Kaizan removes that burden by automatically generating summaries, follow-ups, and structured outputs.
More importantly, it changes how this data is used.
“We can move beyond just recording to actually building business decisions and business cases off the data.”
What was once documentation becomes a strategic data layer for the business.
Turning Conversations into Product Development Signals
One of the most powerful outcomes has been the ability to use conversation data to directly inform product development.
With access to a growing dataset of client interactions, Tradedoubler can now:
identify recurring feature requests across markets
build data-backed product business cases
“We can query how many times something has been mentioned… which helps build a business case for a product.”
This removes guesswork and enables faster, more confident decision-making.
Scaling Insight Across Time and Teams
As adoption has grown, so has the dataset.
Tradedoubler now has access to years of meeting data, enabling deeper analysis over time.
“We have this huge dataset now… we can start making not just client decisions, but product decisions.”
Insights can be structured at multiple levels:
client level
country level
team or user level
This flexibility allows the organisation to scale insight generation across the entire business.
Building for an Agentic Future
What began as a client-facing tool has evolved into a broader data foundation for AI.
The structured dataset created by Kaizan can now be used to power internal AI initiatives.
“We can feed this data into agents and proofs of concept… to empower them and get better results.”

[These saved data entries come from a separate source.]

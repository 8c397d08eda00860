//! Namespace-aware XML tree with canonical serialization.
//!
//! Signed SAML messages are verified against their canonical form, so the
//! tree keeps exactly what canonicalization needs: qualified names, the
//! namespace bindings in scope, normalized attribute values and text.
//! Comments and processing instructions are dropped; DTDs are refused.

use std::collections::BTreeMap;

use quick_xml::escape::unescape;
use quick_xml::events::{BytesStart, Event};
use quick_xml::Reader;
use thiserror::Error;

const XML_NAMESPACE: &str = "http://www.w3.org/XML/1998/namespace";

#[derive(Debug, Error)]
pub enum XmlError {
    #[error("malformed XML: {0}")]
    Syntax(String),

    #[error("document type declarations are not accepted")]
    DocType,

    #[error("unbound namespace prefix: {0}")]
    UnboundPrefix(String),

    #[error("document has no root element")]
    Empty,
}

fn syntax(e: impl std::fmt::Display) -> XmlError {
    XmlError::Syntax(e.to_string())
}

#[derive(Debug, Clone)]
pub struct Attribute {
    pub prefix: Option<String>,
    pub local: String,
    pub namespace: Option<String>,
    pub value: String,
}

#[derive(Debug, Clone)]
pub enum Node {
    Element(Element),
    Text(String),
}

#[derive(Debug, Clone)]
pub struct Element {
    pub prefix: Option<String>,
    pub local: String,
    pub namespace: Option<String>,
    pub attributes: Vec<Attribute>,
    pub children: Vec<Node>,
    /// Bindings in scope, declared here or inherited. `""` is the default
    /// namespace; an empty URI means undeclared.
    scope: BTreeMap<String, String>,
}

impl Element {
    pub fn namespace(&self) -> Option<&str> {
        self.namespace.as_deref()
    }

    pub fn is(&self, namespace: &str, local: &str) -> bool {
        self.local == local && self.namespace() == Some(namespace)
    }

    /// Value of an unqualified attribute.
    pub fn attribute(&self, local: &str) -> Option<&str> {
        self.attributes
            .iter()
            .find(|a| a.prefix.is_none() && a.local == local)
            .map(|a| a.value.as_str())
    }

    pub fn elements(&self) -> impl Iterator<Item = &Element> {
        self.children.iter().filter_map(|node| match node {
            Node::Element(element) => Some(element),
            Node::Text(_) => None,
        })
    }

    pub fn children_named<'a>(
        &'a self,
        namespace: &'a str,
        local: &'a str,
    ) -> impl Iterator<Item = &'a Element> + 'a {
        self.elements().filter(move |e| e.is(namespace, local))
    }

    pub fn child(&self, namespace: &str, local: &str) -> Option<&Element> {
        self.elements().find(|e| e.is(namespace, local))
    }

    /// Concatenated character data of the direct children.
    pub fn text(&self) -> String {
        self.children
            .iter()
            .filter_map(|node| match node {
                Node::Text(text) => Some(text.as_str()),
                Node::Element(_) => None,
            })
            .collect()
    }

    /// Every `ID` attribute value in the subtree, in document order.
    pub fn ids(&self) -> Vec<&str> {
        let mut ids = Vec::new();
        self.collect_ids(&mut ids);
        ids
    }

    fn collect_ids<'a>(&'a self, ids: &mut Vec<&'a str>) {
        if let Some(id) = self.attribute("ID") {
            ids.push(id);
        }
        for element in self.elements() {
            element.collect_ids(ids);
        }
    }

    fn push_text(&mut self, text: String) {
        if let Some(Node::Text(last)) = self.children.last_mut() {
            last.push_str(&text);
        } else {
            self.children.push(Node::Text(text));
        }
    }
}

/// Parse a document into its root element.
pub fn parse(xml: &str) -> Result<Element, XmlError> {
    let mut reader = Reader::from_str(xml);
    let mut stack: Vec<Element> = Vec::new();
    let mut root = None;

    loop {
        match reader.read_event().map_err(syntax)? {
            Event::Start(start) => {
                let element = open_element(&start, stack.last().map(|e| &e.scope))?;
                stack.push(element);
            }
            Event::Empty(start) => {
                let element = open_element(&start, stack.last().map(|e| &e.scope))?;
                attach(&mut stack, &mut root, element)?;
            }
            Event::End(_) => {
                let element = stack
                    .pop()
                    .ok_or_else(|| syntax("unexpected closing tag"))?;
                attach(&mut stack, &mut root, element)?;
            }
            Event::Text(text) => {
                let raw = std::str::from_utf8(&text).map_err(syntax)?;
                match stack.last_mut() {
                    Some(parent) => {
                        let normalized = normalize_newlines(raw);
                        let value = unescape(&normalized).map_err(syntax)?;
                        parent.push_text(value.into_owned());
                    }
                    None if raw.trim().is_empty() => {}
                    None => return Err(syntax("text outside the root element")),
                }
            }
            Event::CData(data) => {
                let raw = std::str::from_utf8(&data).map_err(syntax)?;
                let parent = stack
                    .last_mut()
                    .ok_or_else(|| syntax("CDATA outside the root element"))?;
                parent.push_text(normalize_newlines(raw));
            }
            Event::DocType(_) => return Err(XmlError::DocType),
            Event::Comment(_) | Event::Decl(_) | Event::PI(_) => {}
            Event::Eof => break,
        }
    }

    if !stack.is_empty() {
        return Err(syntax("unclosed element"));
    }
    root.ok_or(XmlError::Empty)
}

fn attach(
    stack: &mut [Element],
    root: &mut Option<Element>,
    element: Element,
) -> Result<(), XmlError> {
    match stack.last_mut() {
        Some(parent) => parent.children.push(Node::Element(element)),
        None if root.is_some() => return Err(syntax("more than one root element")),
        None => *root = Some(element),
    }
    Ok(())
}

fn open_element(
    start: &BytesStart,
    parent: Option<&BTreeMap<String, String>>,
) -> Result<Element, XmlError> {
    let mut scope = parent.cloned().unwrap_or_default();
    let mut plain = Vec::new();

    for attribute in start.attributes() {
        let attribute = attribute.map_err(syntax)?;
        let key = std::str::from_utf8(attribute.key.as_ref()).map_err(syntax)?;
        let raw = std::str::from_utf8(&attribute.value).map_err(syntax)?;
        let value = attribute_value(raw)?;

        if key == "xmlns" {
            scope.insert(String::new(), value);
        } else if let Some(prefix) = key.strip_prefix("xmlns:") {
            scope.insert(prefix.to_string(), value);
        } else {
            plain.push((key.to_string(), value));
        }
    }

    let qname = start.name();
    let name = std::str::from_utf8(qname.as_ref()).map_err(syntax)?;
    let (prefix, local) = split_name(name);
    let namespace = resolve(&scope, prefix.as_deref())?;

    let mut attributes = Vec::with_capacity(plain.len());
    for (key, value) in plain {
        let (prefix, local) = split_name(&key);
        // Unprefixed attributes are in no namespace, whatever the default.
        let namespace = match prefix.as_deref() {
            Some(p) => resolve(&scope, Some(p))?,
            None => None,
        };
        attributes.push(Attribute {
            prefix,
            local,
            namespace,
            value,
        });
    }

    Ok(Element {
        prefix,
        local,
        namespace,
        attributes,
        children: Vec::new(),
        scope,
    })
}

fn split_name(name: &str) -> (Option<String>, String) {
    match name.split_once(':') {
        Some((prefix, local)) => (Some(prefix.to_string()), local.to_string()),
        None => (None, name.to_string()),
    }
}

fn resolve(
    scope: &BTreeMap<String, String>,
    prefix: Option<&str>,
) -> Result<Option<String>, XmlError> {
    match prefix {
        Some("xml") => Ok(Some(XML_NAMESPACE.to_string())),
        Some(prefix) => scope
            .get(prefix)
            .filter(|uri| !uri.is_empty())
            .cloned()
            .map(Some)
            .ok_or_else(|| XmlError::UnboundPrefix(prefix.to_string())),
        None => Ok(scope.get("").filter(|uri| !uri.is_empty()).cloned()),
    }
}

fn normalize_newlines(raw: &str) -> String {
    raw.replace("\r\n", "\n").replace('\r', "\n")
}

/// Attribute-value normalization: literal whitespace becomes a space before
/// references are expanded.
fn attribute_value(raw: &str) -> Result<String, XmlError> {
    let spaced: String = normalize_newlines(raw)
        .chars()
        .map(|c| if matches!(c, '\t' | '\n') { ' ' } else { c })
        .collect();
    Ok(unescape(&spaced).map_err(syntax)?.into_owned())
}

/// Canonical XML flavour used by a signature.
#[derive(Debug, Clone, Copy, PartialEq, Eq)]
pub enum Canonicalization {
    /// Canonical XML 1.0, without comments.
    Inclusive,
    /// Exclusive XML canonicalization 1.0, without comments.
    Exclusive,
}

/// Serialize `apex` in canonical form, leaving out the `exclude` subtree.
///
/// `inclusive_prefixes` is the exclusive method's InclusiveNamespaces
/// PrefixList; `#default` names the default namespace.
pub fn canonicalize(
    apex: &Element,
    method: Canonicalization,
    inclusive_prefixes: &[String],
    exclude: Option<&Element>,
) -> String {
    let mut out = String::new();
    let writer = CanonicalWriter {
        method,
        inclusive_prefixes: inclusive_prefixes
            .iter()
            .map(|p| if p == "#default" { String::new() } else { p.clone() })
            .collect(),
        exclude,
    };
    writer.element(apex, &BTreeMap::new(), &mut out);
    out
}

struct CanonicalWriter<'a> {
    method: Canonicalization,
    inclusive_prefixes: Vec<String>,
    exclude: Option<&'a Element>,
}

impl CanonicalWriter<'_> {
    fn element(&self, element: &Element, rendered: &BTreeMap<String, String>, out: &mut String) {
        let mut declarations = BTreeMap::new();
        for (prefix, uri) in self.candidate_bindings(element) {
            if !prefix.is_empty() && uri.is_empty() {
                continue;
            }
            let current = rendered.get(&prefix).map(String::as_str).unwrap_or("");
            if current != uri {
                declarations.insert(prefix, uri);
            }
        }

        let name = qualified(element.prefix.as_deref(), &element.local);
        out.push('<');
        out.push_str(&name);
        for (prefix, uri) in &declarations {
            if prefix.is_empty() {
                out.push_str(" xmlns=\"");
            } else {
                out.push_str(" xmlns:");
                out.push_str(prefix);
                out.push_str("=\"");
            }
            escape_attribute(uri, out);
            out.push('"');
        }

        let mut attributes: Vec<&Attribute> = element.attributes.iter().collect();
        attributes.sort_by(|a, b| {
            let a_ns = a.namespace.as_deref().unwrap_or("");
            let b_ns = b.namespace.as_deref().unwrap_or("");
            (a_ns, a.local.as_str()).cmp(&(b_ns, b.local.as_str()))
        });
        for attribute in attributes {
            out.push(' ');
            out.push_str(&qualified(attribute.prefix.as_deref(), &attribute.local));
            out.push_str("=\"");
            escape_attribute(&attribute.value, out);
            out.push('"');
        }
        out.push('>');

        let mut context = rendered.clone();
        context.extend(declarations);

        for node in &element.children {
            match node {
                Node::Text(text) => escape_text(text, out),
                Node::Element(child) => {
                    if self.exclude.is_some_and(|excluded| std::ptr::eq(excluded, child)) {
                        continue;
                    }
                    self.element(child, &context, out);
                }
            }
        }

        out.push_str("</");
        out.push_str(&name);
        out.push('>');
    }

    fn candidate_bindings(&self, element: &Element) -> Vec<(String, String)> {
        match self.method {
            Canonicalization::Inclusive => element
                .scope
                .iter()
                .map(|(p, u)| (p.clone(), u.clone()))
                .collect(),
            Canonicalization::Exclusive => {
                let mut prefixes = vec![element.prefix.clone().unwrap_or_default()];
                prefixes.extend(
                    element
                        .attributes
                        .iter()
                        .filter_map(|a| a.prefix.clone())
                        .filter(|p| p != "xml"),
                );
                prefixes.extend(
                    self.inclusive_prefixes
                        .iter()
                        .filter(|p| element.scope.contains_key(*p))
                        .cloned(),
                );
                prefixes.sort();
                prefixes.dedup();
                prefixes
                    .into_iter()
                    .map(|p| {
                        let uri = element.scope.get(&p).cloned().unwrap_or_default();
                        (p, uri)
                    })
                    .collect()
            }
        }
    }
}

fn qualified(prefix: Option<&str>, local: &str) -> String {
    match prefix {
        Some(prefix) => format!("{}:{}", prefix, local),
        None => local.to_string(),
    }
}

fn escape_text(text: &str, out: &mut String) {
    for c in text.chars() {
        match c {
            '&' => out.push_str("&amp;"),
            '<' => out.push_str("&lt;"),
            '>' => out.push_str("&gt;"),
            '\r' => out.push_str("&#xD;"),
            c => out.push(c),
        }
    }
}

fn escape_attribute(value: &str, out: &mut String) {
    for c in value.chars() {
        match c {
            '&' => out.push_str("&amp;"),
            '<' => out.push_str("&lt;"),
            '"' => out.push_str("&quot;"),
            '\t' => out.push_str("&#x9;"),
            '\n' => out.push_str("&#xA;"),
            '\r' => out.push_str("&#xD;"),
            c => out.push(c),
        }
    }
}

This opens up new possibilities for:
AI agents trained on real client interactions
automated decision support systems
more advanced internal AI workflows
For AI leaders, this represents a shift from isolated tools to connected, data-driven systems.
The Impact
Since implementing Kaizan, Tradedoubler has transformed how it captures, structures, and uses client data.
Instead of relying on fragmented, anecdotal insight, the organisation now has access to a scalable dataset built from real conversations.
This enables them to:
standardise insight across global teams
quantify client feedback at scale
make more informed product and business decisions
reduce manual administrative work
build a foundation for AI and agent-based systems
For AI leaders, the ability to turn unstructured communication into structured intelligence is becoming a key competitive advantage.
“The scope for the future is very exciting… we can now use this data to power the next generation of AI and automation.”